La letizia del dilettantismo. Avvocature e tecnologiePersone abili nell'avvocatura possono smontare tutte le argomentazioni degli
“esperti". Per estinguere non il valore dell'esperienza, bensì l'asimmetria di
potere di chi si pretende esperto. Servono tutte le capacità, e mescolarle fra
loro, con la letizia del dilettantismo.
È da poco in libreria una raccolta di brevi saggi di Paul K. Feyerabend
(1924-1994), Conoscenza e libertà. Scritti anarco-dadaisti.
Non nascondo la mia ammirazione per Feyerabend, filosofo della scienza inviso
all’accademia e la cui eredità è andata dispersa, infranta sugli scogli del
dogmatismo, delle politiche identitarie, delle “verità” urlate perché
“oggettive”.
Feyerabend è stato un libero pensatore. Ho cercato più volte di imitare il suo
stile, ad esempio il suo ricorso a brevissimi riassunti in calce ai capitoli
della sua opera più nota, Contro il metodo (Against the method, 1975), una sorta
di “TL; DR” (Too Long; Didn’t Read) che mi risuona molto: offrire a chi legge
una panoramica svelta, ma non grossolana, di quel che troverà nel capitolo.

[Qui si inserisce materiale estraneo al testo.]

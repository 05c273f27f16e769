use serde::Serialize;

pub fn print_json<T: Serialize>(value: &T) -> anyhow::Result<()> {
    println!("{}", serde_json::to_string_pretty(value)?);
    Ok(())
}

pub fn print_table(headers: &[&str], rows: Vec<Vec<String>>) {
    let mut widths: Vec<usize> = headers.iter().map(|h| h.len()).collect();
    for row in &rows {
        for (width, cell) in widths.iter_mut().zip(row) {
            *width = (*width).max(cell.len());
        }
    }

    let render = |cells: &[String]| -> String {
        cells
            .iter()
            .zip(&widths)
            .map(|(cell, width)| format!("{cell:<w$}", w = *width))
            .collect::<Vec<_>>()
            .join("  ")
    };

    let headers: Vec<String> = headers.iter().map(|h| h.to_string()).collect();
    println!("{}", render(&headers));
    let sep: Vec<String> = widths.iter().map(|w| "-".repeat(*w)).collect();
    println!("{}", sep.join("  "));
    for row in &rows {
        println!("{}", render(row));
    }
}
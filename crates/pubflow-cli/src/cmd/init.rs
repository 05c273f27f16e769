use anyhow::Context;
use pubflow_core::config::{config_path, Config, CONFIG_FILE};
use std::path::Path;

pub fn run(root: &Path, owner: &str, repo: &str) -> anyhow::Result<()> {
    println!("Initializing pubflow in: {}", root.display());

    if config_path(root).exists() {
        println!("  exists:  {CONFIG_FILE}");
    } else {
        let cfg = Config::new(owner, repo);
        cfg.save(root)
            .with_context(|| format!("failed to write {CONFIG_FILE}"))?;
        println!("  created: {CONFIG_FILE}");
    }

    println!("\nNext: pubflow sync <issue-number> --token $GITHUB_TOKEN");
    Ok(())
}
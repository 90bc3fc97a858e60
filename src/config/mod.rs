//! Configuration module for cabinet-stats
//!
//! This module provides configuration management including:
//! - Platform path resolution
//! - User settings persistence

pub mod paths;
pub mod settings;

pub use paths::CabinetPaths;
pub use settings::Settings;
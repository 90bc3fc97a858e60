//! Toast notifications
//!
//! Reports the outcome of adds, edits, deletes and exports in the top-right
//! corner for a few seconds.

use std::collections::VecDeque;
use std::time::{Duration, Instant};

use ratatui::{
    buffer::Buffer,
    layout::Rect,
    style::{Color, Modifier, Style},
    widgets::{Block, Borders, Clear, Paragraph, Widget, Wrap},
};

use crate::error::CabinetError;

/// How long a notification stays on screen
const DISPLAY_TIME: Duration = Duration::from_secs(3);

/// Older toasts are dropped beyond this many
const MAX_QUEUED: usize = 4;

/// Whether the operation behind a toast went through
#[derive(Debug, Clone, Copy, PartialEq, Eq)]
pub enum NotificationType {
    Success,
    Error,
}

impl NotificationType {
    pub fn color(&self) -> Color {
        match self {
            Self::Success => Color::Green,
            Self::Error => Color::Red,
        }
    }

    /// Block title, e.g. ` + Done `
    pub fn title(&self) -> &'static str {
        match self {
            Self::Success => " + Done ",
            Self::Error => " x Failed ",
        }
    }
}

/// A toast notification
#[derive(Debug, Clone)]
pub struct Notification {
    pub message: String,
    pub notification_type: NotificationType,
    pub created_at: Instant,
}

impl Notification {
    fn new(message: impl Into<String>, notification_type: NotificationType) -> Self {
        Self {
            message: message.into(),
            notification_type,
            created_at: Instant::now(),
        }
    }

    pub fn success(message: impl Into<String>) -> Self {
        Self::new(message, NotificationType::Success)
    }

    pub fn error(message: impl Into<String>) -> Self {
        Self::new(message, NotificationType::Error)
    }

    /// Toast for an operation result: the success message or the error text
    pub fn from_outcome(outcome: Result<String, CabinetError>) -> Self {
        match outcome {
            Ok(message) => Self::success(message),
            Err(e) => Self::error(e.to_string()),
        }
    }

    pub fn is_expired(&self) -> bool {
        self.created_at.elapsed() >= DISPLAY_TIME
    }
}

/// Draws one notification as a bordered box
pub struct NotificationWidget<'a> {
    notification: &'a Notification,
}

impl<'a> NotificationWidget<'a> {
    pub fn new(notification: &'a Notification) -> Self {
        Self { notification }
    }
}

impl Widget for NotificationWidget<'_> {
    fn render(self, area: Rect, buf: &mut Buffer) {
        let kind = self.notification.notification_type;
        let border = Style::default().fg(kind.color());

        Clear.render(area, buf);
        Paragraph::new(self.notification.message.as_str())
            .wrap(Wrap { trim: true })
            .block(
                Block::default()
                    .borders(Borders::ALL)
                    .border_style(border)
                    .title(kind.title())
                    .title_style(border.add_modifier(Modifier::BOLD)),
            )
            .render(area, buf);
    }
}

/// Pending notifications, oldest first
#[derive(Debug, Default)]
pub struct NotificationQueue {
    notifications: VecDeque<Notification>,
}

impl NotificationQueue {
    pub fn new() -> Self {
        Self::default()
    }

    /// Queue a notification, dropping the oldest when full
    pub fn push(&mut self, notification: Notification) {
        if self.notifications.len() == MAX_QUEUED {
            self.notifications.pop_front();
        }
        self.notifications.push_back(notification);
    }

    /// Drop notifications that have been shown long enough
    pub fn remove_expired(&mut self) {
        self.notifications.retain(|n| !n.is_expired());
    }

    /// The notification to draw now
    pub fn current(&self) -> Option<&Notification> {
        self.notifications.front()
    }

    /// Most recent notification
    pub fn latest(&self) -> Option<&Notification> {
        self.notifications.back()
    }

    pub fn is_empty(&self) -> bool {
        self.notifications.is_empty()
    }

    pub fn len(&self) -> usize {
        self.notifications.len()
    }
}

#[cfg(test)]
mod tests {
    use super::*;

    #[test]
    fn test_from_outcome() {
        let ok = Notification::from_outcome(Ok("Cabinet added".to_string()));
        assert_eq!(ok.notification_type, NotificationType::Success);
        assert_eq!(ok.message, "Cabinet added");
        assert!(!ok.is_expired());

        let err = Notification::from_outcome(Err(CabinetError::Export("disk full".into())));
        assert_eq!(err.notification_type, NotificationType::Error);
        assert_eq!(err.message, "Export error: disk full");
    }

    #[test]
    fn test_queue_order() {
        let mut queue = NotificationQueue::new();
        assert!(queue.is_empty());

        queue.push(Notification::success("First"));
        queue.push(Notification::error("Second"));

        assert_eq!(queue.len(), 2);
        assert_eq!(queue.current().unwrap().message, "First");
        assert_eq!(queue.latest().unwrap().message, "Second");
    }

    #[test]
    fn test_queue_drops_oldest_when_full() {
        let mut queue = NotificationQueue::new();
        for i in 0..MAX_QUEUED + 2 {
            queue.push(Notification::success(format!("toast {}", i)));
        }
        assert_eq!(queue.len(), MAX_QUEUED);
        assert_eq!(queue.current().unwrap().message, "toast 2");
    }

    #[test]
    fn test_expired_notifications_removed() {
        let mut queue = NotificationQueue::new();
        let mut old = Notification::success("old");
        old.created_at = Instant::now() - DISPLAY_TIME - Duration::from_millis(1);
        queue.push(old);
        queue.push(Notification::success("fresh"));

        queue.remove_expired();
        assert_eq!(queue.len(), 1);
        assert_eq!(queue.current().unwrap().message, "fresh");
    }
}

Soprattutto, trovo magnifico il fatto che fa ridere, è molto divertente, è
intriso di un umorismo affilato ma solidale, non sarcastico e non ironico:
umoristico.
Una delle argomentazioni che più mi ha colpito nella raccolta, che si potrebbe
definire “avvocature e tecnologie”, riguarda la capacità della pratica
dell’avvocatura (quando esercitata nel senso anarco-dadaista propugnato da
Feyerabend) di smontare il “sapere degli esperti”. Non solo il re è nudo, ma
l’esperto è nudo, come diceva Brian Martin, studioso delle nocività degli
esperti all’Università di Wollongong e vecchio amico; e chiunque può vederlo.